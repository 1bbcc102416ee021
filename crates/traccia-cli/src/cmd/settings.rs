use crate::output::print_json;
use anyhow::Context;
use clap::Subcommand;
use std::path::Path;
use traccia_core::store::settings::KNOWN_KEYS;

use super::{load_config, open_store};

#[derive(Subcommand)]
pub enum SettingsSubcommand {
    /// Store an override (an empty value clears it)
    Set { key: String, value: String },
    /// Show an override
    Get { key: String },
}

pub fn run(config_path: &Path, subcmd: SettingsSubcommand, json: bool) -> anyhow::Result<()> {
    match subcmd {
        SettingsSubcommand::Set { key, value } => {
            check_key(&key)?;
            let store = open_store(&load_config(config_path)?)?;
            store
                .set_setting(&key, &value)
                .with_context(|| format!("failed to save setting '{key}'"))?;
            if json {
                print_json(&serde_json::json!({ "key": key, "value": value }))?;
            } else {
                println!("Saved {key}");
            }
            Ok(())
        }
        SettingsSubcommand::Get { key } => {
            check_key(&key)?;
            let store = open_store(&load_config(config_path)?)?;
            let value = store
                .get_setting(&key)
                .with_context(|| format!("failed to read setting '{key}'"))?;
            if json {
                print_json(&serde_json::json!({ "key": key, "value": value }))?;
            } else {
                println!("{}", value.as_deref().unwrap_or("(unset)"));
            }
            Ok(())
        }
    }
}

fn check_key(key: &str) -> anyhow::Result<()> {
    if !KNOWN_KEYS.contains(&key) {
        anyhow::bail!(
            "unknown setting '{key}' (expected one of: {})",
            KNOWN_KEYS.join(", ")
        );
    }
    Ok(())
}
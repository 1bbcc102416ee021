//! Notification engine.
//!
//! For every certification: classify it, resolve its rule, find the due
//! thresholds, pass each through the dispatch gate, deliver on the enabled
//! channels, and record the send in the ledger.
//!
//! A send is recorded once delivery was *attempted* without error, even if
//! the enabled channel skipped itself for lack of configuration. A channel
//! error leaves the threshold unrecorded so the next run retries it.

use std::collections::BTreeSet;

use tracing::{debug, info, warn};

use crate::channels::{Channels, WebhookPayload};
use crate::clock::Clock;
use crate::error::Result;
use crate::expiry::{classify, days_left};
use crate::gate::{due_thresholds, DispatchGate};
use crate::rules::{ResolvedRule, RuleSet};
use crate::store::Store;
use crate::types::{AlertOutcome, ExpiryStatus, LedgerInsert, TrackableItem};

pub async fn run_alerts(store: &Store, channels: &Channels, clock: &dyn Clock) -> Result<AlertOutcome> {
    let today = clock.today();
    let items = store.trackable_items()?;
    let rules = RuleSet::new(store.alert_rules()?);
    let admins = store.active_admin_emails()?;
    let gate = DispatchGate::new(store);

    let mut outcome = AlertOutcome::default();
    for item in &items {
        let status = classify(item.expiry_date, today);
        let days = days_left(item.expiry_date, today);
        let rule = rules.resolve(&item.cert_type);

        let due = due_thresholds(&rule.thresholds, days, status);
        if due.is_empty() {
            continue;
        }
        let recipients = merge_recipients(&rule.recipients, &admins);

        for threshold in due {
            match gate.is_due_and_unsent(item.id, threshold) {
                Ok(true) => {}
                Ok(false) => {
                    debug!(certification_id = item.id, threshold, "already sent");
                    continue;
                }
                Err(e) => {
                    warn!(certification_id = item.id, threshold, error = %e, "ledger lookup failed");
                    continue;
                }
            }

            if let Err(e) = deliver(channels, &rule, &recipients, item, status, days, threshold).await {
                warn!(
                    certification_id = item.id,
                    threshold,
                    error = %e,
                    "alert dispatch failed"
                );
                continue;
            }

            match store.record_send(item.id, threshold, clock.now()) {
                Ok(LedgerInsert::Recorded) => outcome.sent += 1,
                Ok(LedgerInsert::AlreadyRecorded) => {
                    debug!(certification_id = item.id, threshold, "send raced; already recorded")
                }
                Err(e) => {
                    warn!(certification_id = item.id, threshold, error = %e, "failed to record send")
                }
            }
        }
    }

    info!(sent = outcome.sent, items = items.len(), %today, "alert run finished");
    Ok(outcome)
}

/// Rule recipients plus active administrators, deduplicated and sorted.
pub fn merge_recipients(rule_recipients: &[String], admins: &[String]) -> Vec<String> {
    rule_recipients
        .iter()
        .chain(admins)
        .cloned()
        .collect::<BTreeSet<_>>()
        .into_iter()
        .collect()
}

async fn deliver(
    channels: &Channels,
    rule: &ResolvedRule,
    recipients: &[String],
    item: &TrackableItem,
    status: ExpiryStatus,
    days: i64,
    threshold: u32,
) -> Result<()> {
    if rule.email_enabled {
        channels
            .mail
            .send(recipients, &subject(item), &body(item, status, days))
            .await?;
    }
    if rule.webhook_enabled {
        channels
            .webhook
            .send(&WebhookPayload {
                certification_id: item.id,
                employee_id: item.employee_id,
                threshold,
                days_left: days,
                status,
            })
            .await?;
    }
    Ok(())
}

fn subject(item: &TrackableItem) -> String {
    format!("[Formazione] {} - {}", item.title, item.owner_name())
}

fn body(item: &TrackableItem, status: ExpiryStatus, days: i64) -> String {
    format!(
        "Certificato: {}\nTipo: {}\nDipendente: {}\nScadenza: {}\nStato: {}\nGiorni alla scadenza: {}\n",
        item.title,
        item.cert_type,
        item.owner_name(),
        item.expiry_date.format("%Y-%m-%d"),
        status,
        days
    )
}
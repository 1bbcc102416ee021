use crate::output::print_json;
use clap::Subcommand;
use std::path::Path;
use traccia_core::config::WarnLevel;

use super::load_config;

#[derive(Subcommand)]
pub enum ConfigSubcommand {
    /// Validate the config for common mistakes
    Validate,
}

pub fn run(config_path: &Path, subcmd: ConfigSubcommand, json: bool) -> anyhow::Result<()> {
    match subcmd {
        ConfigSubcommand::Validate => validate(config_path, json),
    }
}

fn validate(config_path: &Path, json: bool) -> anyhow::Result<()> {
    let config = load_config(config_path)?;
    let warnings = config.validate();

    if json {
        print_json(&serde_json::json!({ "warnings": warnings }))?;
    } else if warnings.is_empty() {
        println!("Config is valid. No warnings.");
    } else {
        for w in &warnings {
            let prefix = match w.level {
                WarnLevel::Warning => "warning",
                WarnLevel::Error => "error",
            };
            println!("[{prefix}] {}", w.message);
        }
    }

    if warnings.iter().any(|w| w.level == WarnLevel::Error) {
        anyhow::bail!("config validation found errors");
    }
    Ok(())
}
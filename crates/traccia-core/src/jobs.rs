//! The two scheduled jobs, bound to a config and a clock.
//!
//! Each invocation opens its own store connection and drops it when done.

use std::sync::Arc;

use tracing::{error, info, warn};

use crate::alerts::run_alerts;
use crate::channels::Channels;
use crate::clock::Clock;
use crate::config::{Config, ALERT_CRON};
use crate::directory::sync_directory;
use crate::error::Result;
use crate::scheduler::JobDefinition;
use crate::store::Store;
use crate::types::{AlertOutcome, SyncOutcome};

pub const DIRECTORY_SYNC_JOB: &str = "directory_sync";
pub const CERT_ALERTS_JOB: &str = "cert_alerts";

#[derive(Clone)]
pub struct JobContext {
    pub config: Arc<Config>,
    pub clock: Arc<dyn Clock>,
}

impl JobContext {
    pub fn new(config: Config, clock: Arc<dyn Clock>) -> Self {
        Self {
            config: Arc::new(config),
            clock,
        }
    }
}

/// One directory sync. A store that cannot be opened is reported in the
/// outcome like any other failure.
pub async fn sync_job(ctx: &JobContext) -> SyncOutcome {
    let store = match Store::open(&ctx.config.database.path) {
        Ok(s) => s,
        Err(e) => {
            warn!(error = %e, "directory sync could not open the store");
            return SyncOutcome::failed(format!("store unavailable: {e}"));
        }
    };
    let outcome = sync_directory(&store, &ctx.config.directory, ctx.clock.as_ref()).await;
    info!(
        ok = outcome.ok,
        created = outcome.created,
        updated = outcome.updated,
        message = %outcome.message,
        "directory sync finished"
    );
    outcome
}

/// One alert pass over every certification.
pub async fn alert_job(ctx: &JobContext) -> Result<AlertOutcome> {
    let store = Store::open(&ctx.config.database.path)?;
    let channels = Channels::from_config(&ctx.config)?;
    run_alerts(&store, &channels, ctx.clock.as_ref()).await
}

/// Directory sync on its configured cadence, alerts daily at 03:15 UTC.
pub fn default_jobs(ctx: JobContext) -> Vec<JobDefinition> {
    let sync_ctx = ctx.clone();
    let sync = JobDefinition::new(
        DIRECTORY_SYNC_JOB,
        ctx.config.directory.sync_cron.clone(),
        move || {
            let ctx = sync_ctx.clone();
            async move {
                sync_job(&ctx).await;
            }
        },
    );

    let alerts = JobDefinition::new(CERT_ALERTS_JOB, ALERT_CRON, move || {
        let ctx = ctx.clone();
        async move {
            if let Err(e) = alert_job(&ctx).await {
                error!(error = %e, "alert run failed");
            }
        }
    });

    vec![sync, alerts]
}

#[cfg(test)]
mod tests {
    use super::*;
    use crate::clock::FixedClock;
    use crate::store::NewCertification;
    use chrono::{Days, NaiveDate};
    use tempfile::TempDir;

    fn context(dir: &TempDir) -> JobContext {
        let mut config = Config::default();
        config.database.path = dir.path().join("jobs.db");
        let today = NaiveDate::from_ymd_opt(2026, 9, 1).unwrap();
        JobContext::new(config, Arc::new(FixedClock::on(today)))
    }

    #[test]
    fn default_jobs_cover_sync_and_alerts() {
        let dir = TempDir::new().unwrap();
        let jobs = default_jobs(context(&dir));
        let ids: Vec<&str> = jobs.iter().map(|j| j.id.as_str()).collect();
        assert_eq!(ids, vec![DIRECTORY_SYNC_JOB, CERT_ALERTS_JOB]);
        assert_eq!(jobs[0].cron, "0 2 * * *");
        assert_eq!(jobs[1].cron, ALERT_CRON);
    }

    #[tokio::test]
    async fn sync_job_without_directory_reports_missing_config() {
        let dir = TempDir::new().unwrap();
        let outcome = sync_job(&context(&dir)).await;
        assert_eq!(outcome, SyncOutcome::failed("directory config missing"));
    }

    #[tokio::test]
    async fn alert_job_opens_its_own_store() {
        let dir = TempDir::new().unwrap();
        let ctx = context(&dir);
        let today = ctx.clock.today();
        {
            let store = Store::open(&ctx.config.database.path).unwrap();
            let emp = store.insert_employee("Anna", "Bianchi", None).unwrap();
            store
                .insert_certification(&NewCertification {
                    employee_id: emp,
                    cert_type: "ladder".into(),
                    title: "Lavori in quota".into(),
                    issued_date: None,
                    expiry_date: today + Days::new(14),
                })
                .unwrap();
        }

        assert_eq!(alert_job(&ctx).await.unwrap().sent, 1);
        assert_eq!(alert_job(&ctx).await.unwrap().sent, 0);
    }

    #[tokio::test]
    async fn job_closures_run_to_completion() {
        let dir = TempDir::new().unwrap();
        for job in default_jobs(context(&dir)) {
            (job.run)().await;
        }
        assert!(dir.path().join("jobs.db").exists());
    }
}
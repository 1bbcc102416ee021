use rusqlite::params;

use super::Store;
use crate::error::Result;
use crate::types::AlertRule;

impl Store {
    /// All stored rules, global first, then by category.
    pub fn alert_rules(&self) -> Result<Vec<AlertRule>> {
        let conn = self.conn()?;
        let mut stmt = conn.prepare(
            "SELECT cert_type, thresholds_csv, email_enabled, webhook_enabled, recipient_emails
             FROM alert_settings
             ORDER BY cert_type IS NOT NULL, cert_type",
        )?;
        let rows = stmt.query_map([], |row| {
            Ok(AlertRule {
                cert_type: row.get(0)?,
                thresholds_csv: row.get(1)?,
                email_enabled: row.get(2)?,
                webhook_enabled: row.get(3)?,
                recipient_emails: row.get(4)?,
            })
        })?;
        Ok(rows.collect::<rusqlite::Result<Vec<_>>>()?)
    }

    /// Store `rule`, replacing any rule with the same scope. A blank
    /// category is treated as the global rule.
    pub fn upsert_rule(&self, rule: &AlertRule) -> Result<()> {
        let category = rule
            .cert_type
            .as_deref()
            .map(str::trim)
            .filter(|c| !c.is_empty());

        let mut conn = self.conn()?;
        let tx = conn.transaction()?;
        tx.execute(
            "DELETE FROM alert_settings WHERE cert_type IS ?1",
            params![category],
        )?;
        tx.execute(
            "INSERT INTO alert_settings
                (cert_type, thresholds_csv, email_enabled, webhook_enabled, recipient_emails)
             VALUES (?1, ?2, ?3, ?4, ?5)",
            params![
                category,
                rule.thresholds_csv,
                rule.email_enabled,
                rule.webhook_enabled,
                rule.recipient_emails
            ],
        )?;
        tx.commit()?;
        Ok(())
    }
}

_Task to carry out_
Above are the records; print exactly the lines from the line with "use crate::channels::Channels;" to the line with "over every certification.", including both, and nothing else.

_Solved exercise_
use crate::channels::Channels;
use crate::clock::Clock;
use crate::config::{Config, ALERT_CRON};
use crate::directory::sync_directory;
use crate::error::Result;
use crate::scheduler::JobDefinition;
use crate::store::Store;
use crate::types::{AlertOutcome, SyncOutcome};

pub const DIRECTORY_SYNC_JOB: &str = "directory_sync";
pub const CERT_ALERTS_JOB: &str = "cert_alerts";

#[derive(Clone)]
pub struct JobContext {
    pub config: Arc<Config>,
    pub clock: Arc<dyn Clock>,
}

impl JobContext {
    pub fn new(config: Config, clock: Arc<dyn Clock>) -> Self {
        Self {
            config: Arc::new(config),
            clock,
        }
    }
}

/// One directory sync. A store that cannot be opened is reported in the
/// outcome like any other failure.
pub async fn sync_job(ctx: &JobContext) -> SyncOutcome {
    let store = match Store::open(&ctx.config.database.path) {
        Ok(s) => s,
        Err(e) => {
            warn!(error = %e, "directory sync could not open the store");
            return SyncOutcome::failed(format!("store unavailable: {e}"));
        }
    };
    let outcome = sync_directory(&store, &ctx.config.directory, ctx.clock.as_ref()).await;
    info!(
        ok = outcome.ok,
        created = outcome.created,
        updated = outcome.updated,
        message = %outcome.message,
        "directory sync finished"
    );
    outcome
}

/// One alert pass over every certification.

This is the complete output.